The output should be every line below that includes the word "same".
□ □ □
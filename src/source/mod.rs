pub mod model;
pub mod timeline;
use std::io::Cursor;

use image::AnimationDecoder as _;
use image::codecs::gif::{GifDecoder, GifEncoder, Repeat};

use crate::codec::{AnimationSink, SinkConfig, SourceDecoder};
use crate::foundation::core::PixelBuffer;
use crate::foundation::error::{GridError, GridResult};
use crate::render::compositor::CompositeFrame;
use crate::source::model::{Frame, Source};

/// Delay assumed for frames whose container reports none.
const FALLBACK_DELAY_MS: u32 = 100;

/// GIF decoder adapter over the `image` crate.
///
/// Frames come back composited to the full logical screen (the decoder
/// resolves GIF disposal), premultiplied, with delays floored by the
/// [`Frame`] constructor.
#[derive(Clone, Copy, Debug, Default)]
pub struct GifSourceDecoder;

impl SourceDecoder for GifSourceDecoder {
    fn decode(&self, name: &str, bytes: &[u8]) -> GridResult<Source> {
        let decoder = GifDecoder::new(Cursor::new(bytes))
            .map_err(|e| GridError::decode(format!("{name}: {e}")))?;
        let frames = decoder
            .into_frames()
            .collect_frames()
            .map_err(|e| GridError::decode(format!("{name}: {e}")))?;
        if frames.is_empty() {
            return Err(GridError::decode(format!("{name}: no decodable frames")));
        }

        let mut width = 0u32;
        let mut height = 0u32;
        let mut decoded = Vec::with_capacity(frames.len());
        for (i, frame) in frames.into_iter().enumerate() {
            let (numer, denom) = frame.delay().numer_denom_ms();
            let delay_ms = if numer == 0 || denom == 0 {
                FALLBACK_DELAY_MS
            } else {
                (f64::from(numer) / f64::from(denom)).round() as u32
            };

            let buffer = frame.into_buffer();
            if i == 0 {
                width = buffer.width();
                height = buffer.height();
            }
            let pixels = PixelBuffer::from_straight_rgba8(width, height, buffer.into_raw())?;
            decoded.push(Frame::new(pixels, delay_ms));
        }

        let source = Source::new(name, width, height, decoded)?;
        tracing::debug!(
            name,
            width,
            height,
            frames = source.frames().len(),
            duration_ms = source.duration_ms(),
            "decoded source"
        );
        Ok(source)
    }
}

/// GIF encoder adapter over the `image` crate.
///
/// The underlying encoder handles per-pixel alpha, so this sink reports
/// native alpha support and the chroma-key path stays a fallback for other
/// containers. Output loops forever, matching the sources it was built from.
#[derive(Default)]
pub struct GifSink {
    cfg: Option<SinkConfig>,
    frames: Vec<image::Frame>,
}

impl GifSink {
    /// Idle sink, ready for [`AnimationSink::begin`].
    pub fn new() -> Self {
        Self::default()
    }
}

impl AnimationSink for GifSink {
    fn supports_alpha(&self) -> bool {
        true
    }

    fn begin(&mut self, cfg: SinkConfig) -> GridResult<()> {
        if cfg.width == 0 || cfg.height == 0 {
            return Err(GridError::encode("gif sink width/height must be non-zero"));
        }
        self.cfg = Some(cfg);
        self.frames.clear();
        Ok(())
    }

    fn push_frame(&mut self, frame: &CompositeFrame) -> GridResult<()> {
        let cfg = self
            .cfg
            .ok_or_else(|| GridError::encode("gif sink received a frame before begin"))?;
        if frame.pixels.width() != cfg.width || frame.pixels.height() != cfg.height {
            return Err(GridError::encode(format!(
                "composite {}x{} does not match sink canvas {}x{}",
                frame.pixels.width(),
                frame.pixels.height(),
                cfg.width,
                cfg.height
            )));
        }

        let rgba = image::RgbaImage::from_raw(cfg.width, cfg.height, frame.pixels.to_straight_rgba8())
            .ok_or_else(|| GridError::encode("composite buffer has unexpected length"))?;
        let delay = image::Delay::from_numer_denom_ms(frame.delay_ms, 1);
        self.frames.push(image::Frame::from_parts(rgba, 0, 0, delay));
        Ok(())
    }

    fn finish(&mut self) -> GridResult<Vec<u8>> {
        self.cfg
            .take()
            .ok_or_else(|| GridError::encode("gif sink finished before begin"))?;

        let mut out = Vec::new();
        {
            let mut encoder = GifEncoder::new_with_speed(&mut out, 10);
            encoder
                .set_repeat(Repeat::Infinite)
                .map_err(|e| GridError::encode(e.to_string()))?;
            encoder
                .encode_frames(self.frames.drain(..))
                .map_err(|e| GridError::encode(e.to_string()))?;
        }
        Ok(out)
    }
}
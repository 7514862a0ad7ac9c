use crate::codec::{AnimationSink, SinkConfig, Transparency};
use crate::foundation::core::CHROMA_KEY;
use crate::foundation::error::{ConfigWarning, GridError, GridResult};
use crate::layout::grid::{LayoutSettings, compute_layout, resolution_warnings};
use crate::render::blit::BackgroundMode;
use crate::render::cancel::CancelToken;
use crate::render::compositor::{composite, output_frame_delay_ms};
use crate::source::model::Source;

/// Result of one completed export run.
#[derive(Debug)]
pub struct ExportReport {
    /// Encoded container bytes from the sink.
    pub bytes: Vec<u8>,
    /// Advisories raised while sanitizing settings and sizing the run.
    pub warnings: Vec<ConfigWarning>,
    /// Output ticks painted before run-length collapsing.
    pub frames_painted: u64,
    /// Composite frames actually handed to the sink.
    pub frames_emitted: usize,
}

/// One-shot batch export: layout, composite, and stream into `sink`.
///
/// This is the synthetic-clock twin of the preview loop: both run the same
/// layout and draw code, so what exports is what previewed. The run:
///
/// 1. sanitizes `settings` (clamping surfaces [`ConfigWarning`]s, processing
///    continues),
/// 2. composites one full loop of the longest source,
/// 3. pushes each [`crate::CompositeFrame`] into the sink, reporting
///    progress in `[0, 1]` through `progress` after every push.
///
/// Transparent output uses true alpha when the sink supports it and falls
/// back to the reserved chroma key otherwise. `cancel` is polled once per
/// composite tick and once per pushed frame; an abort returns
/// [`GridError::Cancelled`] (distinct from an encode failure) and no
/// artifact is produced. All fatal paths leave the core ready for a fresh
/// export immediately.
#[tracing::instrument(skip_all, fields(sources = sources.len()))]
pub fn export_animation(
    sources: &[Source],
    settings: &LayoutSettings,
    sink: &mut dyn AnimationSink,
    progress: &mut dyn FnMut(f64),
    cancel: &CancelToken,
) -> GridResult<ExportReport> {
    let (settings, mut warnings) = settings.sanitize();
    let metrics = compute_layout(sources, &settings)?;

    let frame_delay = output_frame_delay_ms(settings.fps);
    let max_duration = sources.iter().map(Source::duration_ms).max().unwrap_or(0);
    let frames_painted = u64::from(max_duration).div_ceil(u64::from(frame_delay)).max(1);
    warnings.extend(resolution_warnings(&metrics, Some(frames_painted)));

    let transparency = if settings.transparent_bg {
        if sink.supports_alpha() {
            Transparency::AlphaNative
        } else {
            Transparency::ChromaKey(CHROMA_KEY)
        }
    } else {
        Transparency::Opaque
    };
    let background = match transparency {
        Transparency::Opaque => BackgroundMode::Opaque(settings.bg_color),
        Transparency::AlphaNative => BackgroundMode::AlphaClear,
        Transparency::ChromaKey(key) => BackgroundMode::ChromaKey(key),
    };

    let frames = composite(sources, &settings, &metrics, background, cancel)?;

    sink.begin(SinkConfig {
        width: metrics.width,
        height: metrics.height,
        transparency,
    })?;
    let total = frames.len();
    for (i, frame) in frames.iter().enumerate() {
        if cancel.is_cancelled() {
            return Err(GridError::Cancelled);
        }
        sink.push_frame(frame)?;
        progress((i + 1) as f64 / total as f64);
    }
    let bytes = sink.finish()?;

    tracing::debug!(
        frames_painted,
        frames_emitted = total,
        bytes = bytes.len(),
        "export complete"
    );
    Ok(ExportReport {
        bytes,
        warnings,
        frames_painted,
        frames_emitted: total,
    })
}
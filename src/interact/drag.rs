use crate::foundation::core::Point;
use crate::source::model::{Source, move_source};

/// Pointer travel (in output-canvas pixels, either axis) past which a drag
/// counts as a real move rather than a sloppy click.
pub const DRAG_MOVE_THRESHOLD_PX: f64 = 2.0;

/// Draw rectangle of one rendered grid item, in output-canvas pixel space.
#[derive(Clone, Copy, Debug, PartialEq)]
pub struct ItemRect {
    /// Index of the source this rectangle belongs to (render order).
    pub index: usize,
    /// Left edge.
    pub x: f64,
    /// Top edge.
    pub y: f64,
    /// Scaled draw width.
    pub width: f64,
    /// Scaled draw height.
    pub height: f64,
}

impl ItemRect {
    /// Inclusive containment test on both edges.
    pub fn contains(&self, point: Point) -> bool {
        point.x >= self.x
            && point.x <= self.x + self.width
            && point.y >= self.y
            && point.y <= self.y + self.height
    }
}

/// Topmost (last-rendered, highest index) item under `point`, if any.
pub fn hit_test(point: Point, rects: &[ItemRect]) -> Option<usize> {
    rects.iter().rev().find(|r| r.contains(point)).map(|r| r.index)
}

/// How a finished drag should be applied.
#[derive(Clone, Copy, Debug, PartialEq, Eq)]
pub enum DragOutcome {
    /// Free repositioning within the cell: the new offset set during the drag
    /// stands, nothing else changes.
    Reposition,
    /// List-order swap: the dragged item takes the target's position and its
    /// offset resets to zero.
    Reorder {
        /// Index the drag started on.
        from: usize,
        /// Index the pointer was released over.
        to: usize,
    },
}

/// One in-flight canvas drag.
///
/// Offsets move in output-canvas pixel units: the grabbed source travels the
/// same number of output pixels as the pointer, even on a downscaled canvas.
#[derive(Clone, Copy, Debug)]
pub struct DragSession {
    source_index: usize,
    start_point: Point,
    start_offset: (i32, i32),
    moved: bool,
}

impl DragSession {
    /// Record the grab: which item, where the pointer went down, and the
    /// item's offset at that moment.
    pub fn begin(source_index: usize, start_point: Point, start_offset: (i32, i32)) -> Self {
        Self {
            source_index,
            start_point,
            start_offset,
            moved: false,
        }
    }

    /// Index of the grabbed item.
    pub fn source_index(&self) -> usize {
        self.source_index
    }

    /// Whether the pointer has travelled past [`DRAG_MOVE_THRESHOLD_PX`].
    pub fn has_moved(&self) -> bool {
        self.moved
    }

    /// Advance the drag to `point`; returns the offset the grabbed source
    /// should now carry.
    pub fn update(&mut self, point: Point) -> (i32, i32) {
        let dx = point.x - self.start_point.x;
        let dy = point.y - self.start_point.y;
        if dx.abs() > DRAG_MOVE_THRESHOLD_PX || dy.abs() > DRAG_MOVE_THRESHOLD_PX {
            self.moved = true;
        }
        (
            self.start_offset.0 + dx.round() as i32,
            self.start_offset.1 + dy.round() as i32,
        )
    }

    /// Resolve the drag on pointer release.
    ///
    /// A release over a *different* item's rectangle after a real move swaps
    /// list order; anything else is a plain reposition.
    pub fn finish(self, point: Point, rects: &[ItemRect]) -> DragOutcome {
        match hit_test(point, rects) {
            Some(to) if to != self.source_index && self.moved => DragOutcome::Reorder {
                from: self.source_index,
                to,
            },
            _ => DragOutcome::Reposition,
        }
    }
}

/// Apply a finished drag to the source list.
pub fn apply_drag_outcome(sources: &mut Vec<Source>, outcome: DragOutcome) {
    if let DragOutcome::Reorder { from, to } = outcome {
        move_source(sources, from, to, true);
    }
}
□ □ □
Exercise output:
/// This is the synthetic-clock twin of the preview loop: both run the same
/// same number of output pixels as the pointer, even on a downscaled canvas.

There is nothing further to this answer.